44 years ago I was lost and I needed someone to guide me into my adult life.
I wanted and needed guidance but my high school counselor’s office, where I worked as an assistant my senior year, was understaffed. The counselors met with the most at-risk students who were dealing with issues such as depression, drugs, or basic care needs. As an above average student who simply needed advice about college, I was a low priority and rarely received any time or guidance.
However, my job in the guidance office, which consisted of opening and shelving the college guidebooks alphabetically, was my window of opportunity. As I worked, the registrar noticed my interest in attending college and encouraged me to attend night classes at the local community college, so I co-enrolled. Today, “dual credit classes” are taught on nearly every high school campus in America, but at that time, they were held on college campuses. Three times a week I drove 30 minutes to attend my college English and World History classes and these classes became a gateway to higher education for me. Ultimately, my Christian neighbors provided the guidance that directed me to a 4-year university.

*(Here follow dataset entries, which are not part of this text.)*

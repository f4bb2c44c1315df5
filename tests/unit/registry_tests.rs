//! Insertion-ordered process registry.

use sim_supervisor::models::{ProcessHandle, ProcessState, Role};
use sim_supervisor::orchestrator::registry::ProcessRegistry;

fn spawned(role: Role, pid: u32) -> ProcessHandle {
    let mut handle = ProcessHandle::new(role, format!("./bin/{role}"), Vec::new());
    handle.pid = Some(pid);
    handle.state = ProcessState::Running;
    handle
}

fn failed(role: Role) -> ProcessHandle {
    ProcessHandle::new(role, format!("./bin/{role}"), Vec::new())
}

#[test]
fn all_preserves_insertion_order() {
    let mut registry = ProcessRegistry::new();
    registry.register(spawned(Role::World, 30)).expect("register");
    registry.register(spawned(Role::MotorX, 10)).expect("register");
    registry.register(failed(Role::MotorZ)).expect("register");

    let roles: Vec<_> = registry.all().iter().map(|h| h.role).collect();
    assert_eq!(roles, vec![Role::World, Role::MotorX, Role::MotorZ]);
}

#[test]
fn duplicate_role_rejected() {
    let mut registry = ProcessRegistry::new();
    registry.register(spawned(Role::MotorX, 10)).expect("register");
    let err = registry
        .register(spawned(Role::MotorX, 11))
        .expect_err("duplicate role");
    assert!(err.to_string().contains("already registered"));
    assert_eq!(registry.pid(Role::MotorX), Some(10));
}

#[test]
fn pid_arg_uses_marker_for_failed_spawn() {
    let mut registry = ProcessRegistry::new();
    registry.register(spawned(Role::MotorX, 4242)).expect("register");
    registry.register(failed(Role::MotorZ)).expect("register");

    assert_eq!(registry.pid_arg(Role::MotorX, "none"), "4242");
    assert_eq!(registry.pid_arg(Role::MotorZ, "none"), "none");
    assert_eq!(registry.pid_arg(Role::World, "none"), "none");
}

#[test]
fn mark_exited_returns_role_once() {
    let mut registry = ProcessRegistry::new();
    registry.register(spawned(Role::MotorZ, 20)).expect("register");

    assert_eq!(registry.mark_exited(20, Some(0)), Some(Role::MotorZ));
    assert_eq!(registry.mark_exited(20, Some(1)), None);

    let handle = registry.get(Role::MotorZ).expect("handle");
    assert_eq!(handle.state, ProcessState::Exited);
    assert_eq!(handle.exit_code, Some(0), "exited handle is immutable");
}

#[test]
fn mark_exited_ignores_unknown_pid() {
    let mut registry = ProcessRegistry::new();
    registry.register(spawned(Role::MotorZ, 20)).expect("register");
    assert_eq!(registry.mark_exited(999, None), None);
    assert!(registry.has_live());
}

#[test]
fn mark_kill_attempted_only_for_running() {
    let mut registry = ProcessRegistry::new();
    registry.register(spawned(Role::World, 30)).expect("register");
    registry.register(failed(Role::Watchdog)).expect("register");

    assert!(registry.mark_kill_attempted(Role::World));
    assert!(!registry.mark_kill_attempted(Role::Watchdog));
    assert!(!registry.mark_kill_attempted(Role::MotorX));

    registry.mark_exited(30, None);
    assert_eq!(
        registry.get(Role::World).expect("world").state,
        ProcessState::Exited
    );
}

#[test]
fn live_skips_failed_and_exited() {
    let mut registry = ProcessRegistry::new();
    registry.register(spawned(Role::MotorX, 10)).expect("register");
    registry.register(failed(Role::MotorZ)).expect("register");
    registry.register(spawned(Role::World, 30)).expect("register");
    registry.mark_exited(10, Some(0));

    let live: Vec<_> = registry.live().map(|h| h.role).collect();
    assert_eq!(live, vec![Role::World]);
}

#[test]
fn empty_registry_has_nothing_live() {
    let registry = ProcessRegistry::new();
    assert!(!registry.has_live());
    assert!(registry.all().is_empty());
    assert!(registry.get(Role::MotorX).is_none());
}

Higher Education built up my confidence and opened doors to the adult world. It still does for many people today.
Although I dedicated a total of 30 years to serving my country in the Air Force, both active and reserve duty, I had a goal to one day provide students the guidance I needed in high school.
Today, my company, Bright Futures Consulting guides students to and through their educational goals.

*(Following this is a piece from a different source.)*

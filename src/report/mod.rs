//! Report rendering.

pub mod generator;

pub use generator::{render, Cell, Column, RenderOptions, Table};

As a licensed professional counselor, I have additional training and perspective that many educational consultants lack. Also, having worked as a school counselor and a college admissions officer, my insider knowledge is invaluable to my students and their parents.

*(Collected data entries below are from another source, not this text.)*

//! Report scenarios.
//!
//! Each scenario fetches one or more sources, folds the records into an
//! [`Accumulator`] (or two key sets for reconciliation) and lays the result
//! out as a [`Table`]. Rendering and writing are left to the caller.

use crate::analysis::reconcile::normalize;
use crate::analysis::{Accumulator, DerivedMetric, KeySet, ReconcilePolicy, Reconciler};
use crate::config::Config;
use crate::error::FetchError;
use crate::fetch::{
    contents_url, locales_url, project_url, ApiSource, HttpClient, HttpSettings, ListingSource,
    PageSource, Paginator,
};
use crate::models::{Cursor, LocaleRecord, LocalizationRecord, Metric, Record, RepoEntry};
use crate::report::{Column, Table};
use anyhow::{Context, Result};
use futures::stream::{self, StreamExt, TryStreamExt};
use indicatif::{ProgressBar, ProgressStyle};
use std::time::Duration;
use tracing::{debug, info, warn};

/// Parameters of the missing-locales report.
#[derive(Debug, Clone, PartialEq, Eq)]
pub struct MissingRequest {
    /// Pontoon project slug.
    pub project: String,
    pub owner: String,
    pub repo: String,
    /// Folder holding the locale folders; empty for the repository root.
    pub path: String,
    pub include_ignored: bool,
    pub token: Option<String>,
}

/// Column title used for a summed metric.
pub fn metric_title(metric: Metric) -> &'static str {
    match metric {
        Metric::Missing => "Missing Strings",
        Metric::Unreviewed => "Pending Suggestions",
        Metric::Pretranslated => "Pretranslated Strings",
        Metric::Approved => "Approved Strings",
        Metric::Warnings => "Strings With Warnings",
        Metric::Total => "Total Strings",
    }
}

/// Runs report scenarios against one configuration.
pub struct Pipeline {
    config: Config,
    client: HttpClient,
    progress: ProgressBar,
}

impl Pipeline {
    /// Build the HTTP client and progress display for `config`.
    pub fn new(config: Config, show_progress: bool) -> Result<Self> {
        let client = HttpClient::new(HttpSettings::from(&config.api))?;

        let progress = if show_progress {
            let pb = ProgressBar::new_spinner();
            pb.set_style(
                ProgressStyle::default_spinner()
                    .template("{spinner:.green} [{elapsed_precise}] {pos} records {msg}")
                    .unwrap_or_else(|_| ProgressStyle::default_spinner()),
            );
            pb.enable_steady_tick(Duration::from_millis(120));
            pb
        } else {
            ProgressBar::hidden()
        };

        Ok(Self {
            config,
            client,
            progress,
        })
    }

    /// Locales with their projects, missing strings and pending suggestions.
    pub async fn locale_stats(&self) -> Result<Table> {
        let mut accumulator = self.accumulator(&self.config.locales.fields);
        let source = ApiSource::<LocaleRecord>::new("locales", self.client.clone());

        self.progress.set_message("locales");
        drain(
            &source,
            locales_url(&self.config.api.base_url),
            &mut accumulator,
            &self.progress,
        )
        .await
        .context("Failed to fetch locale statistics")?;
        self.finish(&accumulator);

        let mut columns = vec![
            ("Locale", Column::Key),
            ("Number of Projects", Column::SourceCount),
            ("Projects", Column::SourceList),
        ];
        columns.extend(
            accumulator
                .fields()
                .iter()
                .map(|m| (metric_title(*m), Column::Total(*m))),
        );

        Ok(Table::from_accumulator("locales", &columns, &accumulator))
    }

    /// Pending suggestions per locale.
    pub async fn pending_suggestions(&self) -> Result<Table> {
        let mut accumulator = self.accumulator(&[Metric::Unreviewed]);
        let source = ApiSource::<LocaleRecord>::new("pending suggestions", self.client.clone());

        self.progress.set_message("pending suggestions");
        drain(
            &source,
            locales_url(&self.config.api.base_url),
            &mut accumulator,
            &self.progress,
        )
        .await
        .context("Failed to fetch pending suggestions")?;
        self.finish(&accumulator);

        Ok(Table::from_accumulator(
            "pending",
            &[
                ("Locale", Column::Key),
                ("Pending Suggestions", Column::Total(Metric::Unreviewed)),
            ],
            &accumulator,
        ))
    }

    /// Completion per locale over every configured project.
    ///
    /// Projects are fetched with bounded parallelism; each folds into its own
    /// partial accumulator and partials are merged in project-list order.
    pub async fn completion(&self) -> Result<Table> {
        let mut accumulator = self.accumulator(&self.config.completion.fields);
        let base_url = self.config.api.base_url.as_str();
        let concurrency = self.config.general.concurrency.max(1);

        info!(
            "Fetching {} projects ({} at a time)",
            self.config.completion.projects.len(),
            concurrency
        );
        self.progress.set_message("projects");

        let partials: Vec<Accumulator> = stream::iter(self.config.completion.projects.iter())
            .map(|project| {
                let mut partial = accumulator.empty_like();
                let client = self.client.clone();
                let progress = self.progress.clone();
                async move {
                    let source = ApiSource::<LocalizationRecord>::new(project.clone(), client);
                    drain(&source, project_url(base_url, project), &mut partial, &progress)
                        .await?;
                    Ok::<_, FetchError>(partial)
                }
            })
            .buffered(concurrency)
            .try_collect()
            .await
            .context("Failed to fetch project statistics")?;

        for partial in partials {
            accumulator
                .absorb(partial)
                .context("Failed to combine project statistics")?;
        }

        let completion = DerivedMetric::completion().with_kind(self.config.completion.kind);
        completion.apply_all(&mut accumulator, self.config.report.precision);
        self.finish(&accumulator);

        Ok(Table::from_accumulator(
            "completion",
            &[
                ("Locale", Column::Key),
                ("Number of Projects", Column::SourceCount),
                ("Completion", Column::Derived(completion.name)),
                ("Approved Strings", Column::Total(Metric::Approved)),
                ("Total Strings", Column::Total(Metric::Total)),
            ],
            &accumulator,
        ))
    }

    /// Locales with a folder in the repository but no localization in the
    /// Pontoon project.
    pub async fn missing_locales(&self, request: &MissingRequest) -> Result<Table> {
        let project = ApiSource::<LocalizationRecord>::new(request.project.clone(), self.client.clone());
        let listing_label = format!("{}/{}", request.owner, request.repo);
        let listing = ListingSource::<RepoEntry>::new(
            listing_label.clone(),
            self.client.clone().with_bearer_token(request.token.clone()),
        );

        self.progress.set_message("project locales");
        let mut tracked = Vec::new();
        let records = Paginator::new(&project, project_url(&self.config.api.base_url, &request.project))
            .into_records();
        let mut records = std::pin::pin!(records);
        while let Some(record) = records
            .try_next()
            .await
            .with_context(|| format!("Failed to fetch locales of {}", request.project))?
        {
            tracked.push(record.key().to_string());
            self.progress.inc(1);
        }

        self.progress.set_message("repository folders");
        let entries = crate::fetch::fetch_all(
            &listing,
            contents_url(
                &self.config.api.github_api_url,
                &request.owner,
                &request.repo,
                &request.path,
            ),
        )
        .await
        .with_context(|| format!("Failed to list {}", listing_label))?;
        self.progress.inc(entries.len() as u64);

        let ignored_folders = &self.config.reconcile.ignored_folders;
        let folders = entries
            .iter()
            .filter(|e| e.is_locale_dir(ignored_folders))
            .map(|e| e.name.as_str());

        let allow = KeySet::from_raw(&self.config.filter.locales);
        let candidates = KeySet::from_raw(
            folders.filter(|name| allow.is_empty() || allow.contains(&normalize(name))),
        );
        let reference = KeySet::from_raw(&tracked);
        debug!(
            "{} repository locales, {} project locales",
            candidates.len(),
            reference.len()
        );

        let reconciler = Reconciler::new(ReconcilePolicy::from(&self.config.reconcile));
        let result = reconciler.reconcile(&candidates, &reference);
        for warning in &result.warnings {
            warn!("{}: {}", request.project, warning);
        }
        self.progress.finish_and_clear();

        info!(
            "Missing locales in {}: {}",
            request.project,
            result
                .reportable
                .iter()
                .map(String::as_str)
                .collect::<Vec<_>>()
                .join(", ")
        );
        if !result.ignored.is_empty() {
            debug!("Suppressed: {:?}", result.ignored);
        }

        Ok(Table::from_reconciliation(
            "missing",
            &result,
            request.include_ignored,
        ))
    }

    fn accumulator(&self, fields: &[Metric]) -> Accumulator {
        Accumulator::new(fields).with_allow_list(self.config.filter.locales.iter().cloned())
    }

    fn finish(&self, accumulator: &Accumulator) {
        self.progress.finish_and_clear();
        if accumulator.is_empty() {
            warn!("No locales to report");
        } else {
            info!("Aggregated {} locales", accumulator.len());
        }
        if accumulator.skipped() > 0 {
            debug!("Skipped {} records outside the locale filter", accumulator.skipped());
        }
    }
}

/// Walk `source` from `start`, folding every record into `accumulator`.
async fn drain<S>(
    source: &S,
    start: Cursor,
    accumulator: &mut Accumulator,
    progress: &ProgressBar,
) -> Result<usize, FetchError>
where
    S: PageSource,
    S::Record: Record,
{
    let mut paginator = Paginator::new(source, start);
    let mut count = 0;

    while let Some(page) = paginator.next_page().await? {
        for record in &page.records {
            accumulator
                .ingest(source.label(), record)
                .map_err(|e| FetchError::Decode {
                    source_id: source.label().to_string(),
                    page: paginator.pages_read(),
                    message: e.to_string(),
                })?;
        }
        count += page.records.len();
        progress.inc(page.records.len() as u64);
    }

    debug!(
        "{}: {} records in {} pages",
        source.label(),
        count,
        paginator.pages_read()
    );
    Ok(count)
}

I started my educational consulting practice in my home’s dining room, just my cat and I, and for nine years we made a pretty good team. Eventually I decided to work in a professional office space, and I trained two associates to help me expand my practice. Having other like-minded professionals join me caused me to become more motivated and focused. Working with a team sharpened my skills and enriched my work with students. Students and families benefit from having not only my expertise, but the mentoring and interactions of other caring and intelligent adults. While we don’t call our work “mentoring” it’s exactly what we do and students directly benefit from our mentoring.